Power gaps are calculated at 40 kph with a system {rider; bike} of 87 kg, a power of 280 W, a Cd.A of 0,3 m² and a rolling resistance coefficient of 0,003. For a slower rider, drag gaps would be lower but the time spent on the bike would be higher and thus, the time saved with the fastest wheel would increase!

3.3 Application to wheel choice


Fig. 12 Real-time measurement of yaw angle

This empirical data allows us to advise the rider regarding specific wheel models.

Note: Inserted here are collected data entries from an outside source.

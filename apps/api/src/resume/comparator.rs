//! Resume vs job posting comparison built on the shared skill matcher.
//!
//! Skill lists not supplied by the client are extracted from the texts with the
//! lexicon. Extracted skills get an `Intermediate` level on both sides, so a
//! skill mentioned in both texts counts as a strong match.

use std::collections::HashSet;

use tracing::debug;

use crate::errors::AppError;
use crate::matching::{match_skills, AnalysisSource, Proficiency, RequiredSkill, UserSkill};
use crate::resume::lexicon::{extract_skills, extract_skills_with_signals, mentions};
use crate::resume::models::{
    ResumeCompareRequest, ResumeComparison, ResumeComparisonInput, ResumeMatchSummary,
};

const TOP_N: usize = 3;

/// Fills in missing skill lists from the resume and job description texts.
pub fn resolve_input(request: ResumeCompareRequest) -> Result<ResumeComparisonInput, AppError> {
    let extracted_job = extract_skills_with_signals(&request.job_description);
    let job_keywords: Vec<String> = extracted_job.iter().map(|s| s.name.clone()).collect();

    let required_skills = match request.required_skills {
        Some(skills) => skills,
        None => extracted_job
            .into_iter()
            .map(|s| RequiredSkill {
                name: s.name,
                level: Some(Proficiency::Intermediate.into()),
                category: None,
                required: s.required,
            })
            .collect(),
    };

    if required_skills.is_empty() {
        return Err(AppError::UnprocessableEntity(
            "No recognizable skills found in job_description; provide required_skills explicitly"
                .to_string(),
        ));
    }

    let resume_skills = match request.resume_skills {
        Some(skills) => skills,
        None => extract_skills(&request.resume_text)
            .into_iter()
            .map(|name| UserSkill {
                name,
                level: Some(Proficiency::Intermediate.into()),
            })
            .collect(),
    };

    debug!(
        "Resolved resume comparison: {} required, {} resume skills, {} job keywords",
        required_skills.len(),
        resume_skills.len(),
        job_keywords.len()
    );

    Ok(ResumeComparisonInput {
        resume_text: request.resume_text,
        job_description: request.job_description,
        required_skills,
        resume_skills,
        job_keywords,
    })
}

/// Percentage of job keywords mentioned anywhere in the resume, by name or
/// by any lexicon alias; 0 when there are none.
pub fn keyword_coverage(job_keywords: &[String], resume_text: &str) -> u32 {
    if job_keywords.is_empty() {
        return 0;
    }
    let resume_lower = resume_text.to_lowercase();
    let resume_terms: HashSet<String> = extract_skills(resume_text)
        .into_iter()
        .map(|s| s.to_lowercase())
        .collect();
    let covered = job_keywords
        .iter()
        .map(|k| k.trim().to_lowercase())
        .filter(|k| resume_terms.contains(k) || mentions(&resume_lower, k))
        .count();
    let total = job_keywords.len();
    ((200 * covered + total) / (2 * total)) as u32
}

/// Keyword coverage for an input, falling back to the required skill names
/// when the job description holds no lexicon terms.
pub fn coverage_for(input: &ResumeComparisonInput) -> u32 {
    if input.job_keywords.is_empty() {
        let names: Vec<String> = input
            .required_skills
            .iter()
            .map(|s| s.name.trim().to_string())
            .collect();
        keyword_coverage(&names, &input.resume_text)
    } else {
        keyword_coverage(&input.job_keywords, &input.resume_text)
    }
}

/// Heuristic comparison: shared matcher plus coverage and recommendations.
pub fn compare_heuristic(input: &ResumeComparisonInput) -> ResumeComparison {
    let outcome = match_skills(&input.required_skills, &input.resume_skills);
    let summary = ResumeMatchSummary::from(&outcome);
    let coverage = coverage_for(input);
    let recommendations = build_recommendations(outcome.readiness, coverage, &summary);

    ResumeComparison {
        improvement_priorities: outcome.priorities(),
        match_summary: summary,
        resume_match_score: outcome.readiness,
        keyword_coverage: coverage,
        recommendations,
        analysis_source: AnalysisSource::Heuristic,
    }
}

/// Builds resume-editing advice from score, keyword coverage, and the match summary.
pub fn build_recommendations(score: u32, coverage: u32, summary: &ResumeMatchSummary) -> Vec<String> {
    let mut recs = Vec::new();

    recs.push(if score >= 80 {
        format!("Strong match ({score}/100). Tailor the summary section to this role and apply.")
    } else if score >= 50 {
        format!("Moderate match ({score}/100). Address the gaps below before applying.")
    } else {
        format!("Low match ({score}/100). This posting needs significant resume work or upskilling.")
    });

    if !summary.missing_skills.is_empty() {
        recs.push(format!(
            "Add evidence for missing skills if you have them: {}.",
            join_top(&summary.missing_skills)
        ));
    }

    if !summary.partial_skills.is_empty() {
        recs.push(format!(
            "Make these skills explicit with concrete projects or metrics: {}.",
            join_top(&summary.partial_skills)
        ));
    }

    if coverage < 50 {
        recs.push(format!(
            "Only {coverage}% of the posting's keywords appear in your resume. Mirror its terminology where accurate."
        ));
    }

    recs
}

fn join_top(names: &[String]) -> String {
    let mut out: Vec<&str> = names.iter().take(TOP_N).map(String::as_str).collect();
    if names.len() > TOP_N {
        out.push("and more");
    }
    out.join(", ")
}

#[cfg(test)]
mod tests {
    use super::*;
    use crate::matching::ProficiencyInput;

    const JD: &str = "Senior Backend Engineer\n\
        Required: Rust, PostgreSQL and Docker\n\
        Nice to have: Kafka";

    const RESUME: &str = "Backend engineer. Built payment services in Rust on Postgres;\n\
        containerized everything with Docker.";

    fn request(required: Option<Vec<RequiredSkill>>, resume: Option<Vec<UserSkill>>) -> ResumeCompareRequest {
        ResumeCompareRequest {
            resume_text: RESUME.to_string(),
            job_description: JD.to_string(),
            required_skills: required,
            resume_skills: resume,
        }
    }

    #[test]
    fn test_resolve_extracts_both_sides() {
        let input = resolve_input(request(None, None)).unwrap();
        let required: Vec<&str> = input.required_skills.iter().map(|s| s.name.as_str()).collect();
        assert_eq!(required, vec!["Rust", "PostgreSQL", "Docker", "Kafka"]);
        assert_eq!(input.required_skills[0].required, Some(true));
        assert_eq!(input.required_skills[3].required, Some(false));

        let resume: Vec<&str> = input.resume_skills.iter().map(|s| s.name.as_str()).collect();
        assert_eq!(resume, vec!["Rust", "PostgreSQL", "Docker"]);
    }

    #[test]
    fn test_resolve_keeps_supplied_lists() {
        let supplied = vec![RequiredSkill {
            name: "Haskell".to_string(),
            level: None,
            category: None,
            required: Some(true),
        }];
        let input = resolve_input(request(Some(supplied), None)).unwrap();
        assert_eq!(input.required_skills.len(), 1);
        assert_eq!(input.required_skills[0].name, "Haskell");
        // Keywords still come from the posting text.
        assert_eq!(input.job_keywords.len(), 4);
    }

    #[test]
    fn test_resolve_rejects_posting_without_skills() {
        let req = ResumeCompareRequest {
            resume_text: RESUME.to_string(),
            job_description: "We are hiring a great person.".to_string(),
            required_skills: None,
            resume_skills: None,
        };
        assert!(matches!(
            resolve_input(req),
            Err(AppError::UnprocessableEntity(_))
        ));
    }

    #[test]
    fn test_extracted_mentions_on_both_sides_are_strong() {
        let input = resolve_input(request(None, None)).unwrap();
        let comparison = compare_heuristic(&input);

        assert_eq!(
            comparison.match_summary.matched_skills,
            vec!["Rust", "PostgreSQL", "Docker"]
        );
        assert_eq!(comparison.match_summary.missing_skills, vec!["Kafka"]);
        assert_eq!(comparison.improvement_priorities.high, vec!["Kafka"]);
        // 3 strong of 4 → 75
        assert_eq!(comparison.resume_match_score, 75);
        assert_eq!(comparison.keyword_coverage, 75);
        assert_eq!(comparison.analysis_source, AnalysisSource::Heuristic);
    }

    #[test]
    fn test_framework_posting_does_not_require_bare_language() {
        let req = ResumeCompareRequest {
            resume_text: "Ten years of Ruby scripting".to_string(),
            job_description: "Required: Ruby on Rails".to_string(),
            required_skills: None,
            resume_skills: None,
        };
        let input = resolve_input(req).unwrap();
        let required: Vec<&str> = input.required_skills.iter().map(|s| s.name.as_str()).collect();
        assert_eq!(required, vec!["Ruby on Rails"]);

        // "ruby" covers half of the requirement's tokens.
        let comparison = compare_heuristic(&input);
        assert_eq!(comparison.match_summary.partial_skills, vec!["Ruby on Rails"]);
        assert!(comparison.match_summary.matched_skills.is_empty());
        assert_eq!(comparison.resume_match_score, 50);
    }

    #[test]
    fn test_supplied_resume_levels_are_respected() {
        let resume = vec![UserSkill {
            name: "rust".to_string(),
            level: Some(ProficiencyInput::Label("beginner".to_string())),
        }];
        let input = resolve_input(request(None, Some(resume))).unwrap();
        let comparison = compare_heuristic(&input);
        assert_eq!(comparison.match_summary.partial_skills, vec!["Rust"]);
    }

    #[test]
    fn test_keyword_coverage() {
        let keywords = vec!["Rust".to_string(), "Kafka".to_string()];
        assert_eq!(keyword_coverage(&keywords, "I write rust"), 50);
        assert_eq!(keyword_coverage(&[], "anything"), 0);

        let eight: Vec<String> = ["Rust", "Go", "Java", "Kafka", "Redis", "Linux", "Git", "AWS"]
            .iter()
            .map(|s| s.to_string())
            .collect();
        // 1 of 8 = 12.5
        assert_eq!(keyword_coverage(&eight, "rust only"), 13);
    }

    #[test]
    fn test_recommendations_flag_low_coverage() {
        let summary = ResumeMatchSummary {
            matched_skills: vec![],
            partial_skills: vec!["SQL".to_string()],
            missing_skills: vec!["Rust".to_string()],
        };
        let recs = build_recommendations(25, 20, &summary);
        assert!(recs[0].starts_with("Low match (25/100)"));
        assert!(recs.iter().any(|r| r.contains("missing skills if you have them: Rust")));
        assert!(recs.iter().any(|r| r.contains("metrics: SQL")));
        assert!(recs.iter().any(|r| r.starts_with("Only 20%")));
    }

    #[test]
    fn test_recommendations_strong_match_is_short() {
        let recs = build_recommendations(90, 100, &ResumeMatchSummary::default());
        assert_eq!(recs.len(), 1);
        assert!(recs[0].contains("Strong match"));
    }
}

In light of the extreme changes of yaw angle and higher value measured (higher than 30° in segment E), the choice of a 80mm height wheel such as CXR80 is not easy for everybody. Our professional triathletes (Fred Van Lierde, Tim O’Donnell, Andrew Starykovicz, Leanda Cave…) are accustomed to riding with CXR80 wheels, so it’s not really a problem for them. Furthermore, CXR80 is incredibly steady in those conditions. But for recreational riders, a CXR60 could be the best choice (cf. Fig. 11).

3.4 Segments split

The split of the course (cf. Fig. 5 and Fig. 6) can give fascinating observations:

Segment A (km 0 to 12)





This is the segment where the wind was the lowest, especially at 7:15 a.m.

Segment B (km 12 to 23)


The law is most spread, which shows that the segment is more exposed to the wind.

Segment C (km 23 to 63)


The distribution is more and more spread. Before the junction with Kawaihae Road, the yaw angle amplitude is increasing.

Segment D (km 63 to 96)


On the last segment before Hawi turnaround, the yaw angle is increasing again, especially on the climb section (speed is decreasing and thus the yaw angle is increasing with lateral wind).

Segment E (km 96 to 125)


That segment is completely chaotic, especially in the downhill to Queen K where the speed was higher than 50 kph and the yaw angle close to 30°. The distribution is totally spread out.

After kilometer 205, we have observed that the blade of the wind vane was at its maximum position (limit), which means that periodically, the yaw angle in this section would probably be around 35°.

Segment F (km 125 to 180)


The return on Queen K Highway was very difficult with a significant headwind. To make things worse, around 12:00 p.m. the heat became a real enemy!


Fig. 13 Going back to Kailua-Kona around 12:00 p.m.

4. Conclusions and follow-up

72 hours before the Ironman World Championship in Kona, this test confirms and proves what we have expected according to our first simulations. Of course, to be completely accurate, we would have to conduct additional tests on 3 or 4 different days and make an average. But in any case, these data confirm what we expected and show that during a race such as Kona Ironman, a significant part of the bike ride is made with high yaw angle. In these conditions, gaps between the equipment (time and power saved) are the most important (20W gaps just on front wheel at 15° for example).

This is proof and confirmation that equipment choice is decisive on this race and it is validated by the great performances of Andrew Starykowicz (fastest bike split), Tim O’Donnell (5th place) and of course of the Ironman World Champion Frederick Van Lierde (1st place) who all raced with CXR 80 wheels.


With more than 80,000 lines in a spreadsheet of recorded data, we still have many analyses to make in order to progress our study. In the future, we could also improve or upgrade the device itself… But at the core of all this effort, the main goal is still the same: to grow our knowledge of aerodynamics because every rider, every triathlete, pro or recreational, is exposed daily to aerodynamic phenomena. Of course, for us, the aim is always to produce the best innovations and products to improve all cyclists’ daily experience.